Exercise directions -
Which of the lines below include "DeleteLike"? Each one should be copied out.

Extracted records
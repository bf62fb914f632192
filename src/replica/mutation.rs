//! Replica mutations
//!
//! Each variant carries the scalar fields needed to re-apply a committed
//! primary-store write against the secondary store.

use crate::data::{Comment, Follow, Like, Message, Notification, Post, User};

/// A primary-store write to be mirrored on the secondary store
#[derive(Debug, Clone)]
pub enum Mutation {
    /// Full user row; used for registration, confirmation,
    /// profile updates and password resets
    UpsertUser(User),
    UpsertPost(Post),
    UpsertComment(Comment),
    UpsertLike(Like),
    DeleteLike { author_id: i64, post_id: i64 },
    UpsertFollow(Follow),
    DeleteFollow { follower_id: i64, followed_id: i64 },
    UpsertMessage(Message),
    /// Replaces any notification of the same name for the same user
    ReplaceNotification(Notification),
}

impl Mutation {
    /// Entity label for logs and metrics
    pub fn entity(&self) -> &'static str {
        match self {
            Self::UpsertUser(_) => "user",
            Self::UpsertPost(_) => "post",
            Self::UpsertComment(_) => "comment",
            Self::UpsertLike(_) | Self::DeleteLike { .. } => "like",
            Self::UpsertFollow(_) | Self::DeleteFollow { .. } => "follow",
            Self::UpsertMessage(_) => "message",
            Self::ReplaceNotification(_) => "notification",
        }
    }

    /// Primary key of the affected row, e.g. `post:12` or `follow:3->4`
    pub fn key(&self) -> String {
        match self {
            Self::UpsertUser(user) => format!("user:{}", user.id),
            Self::UpsertPost(post) => format!("post:{}", post.id),
            Self::UpsertComment(comment) => format!("comment:{}", comment.id),
            Self::UpsertLike(like) => format!("like:{}->{}", like.author_id, like.post_id),
            Self::DeleteLike { author_id, post_id } => format!("like:{author_id}->{post_id}"),
            Self::UpsertFollow(follow) => {
                format!("follow:{}->{}", follow.follower_id, follow.followed_id)
            }
            Self::DeleteFollow {
                follower_id,
                followed_id,
            } => format!("follow:{follower_id}->{followed_id}"),
            Self::UpsertMessage(message) => format!("message:{}", message.id),
            Self::ReplaceNotification(notification) => {
                format!("notification:{}", notification.id)
            }
        }
    }
}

Exercise answer -
    DeleteLike { author_id: i64, post_id: i64 },
            Self::UpsertLike(_) | Self::DeleteLike { .. } => "like",
            Self::DeleteLike { author_id, post_id } => format!("like:{author_id}->{post_id}"),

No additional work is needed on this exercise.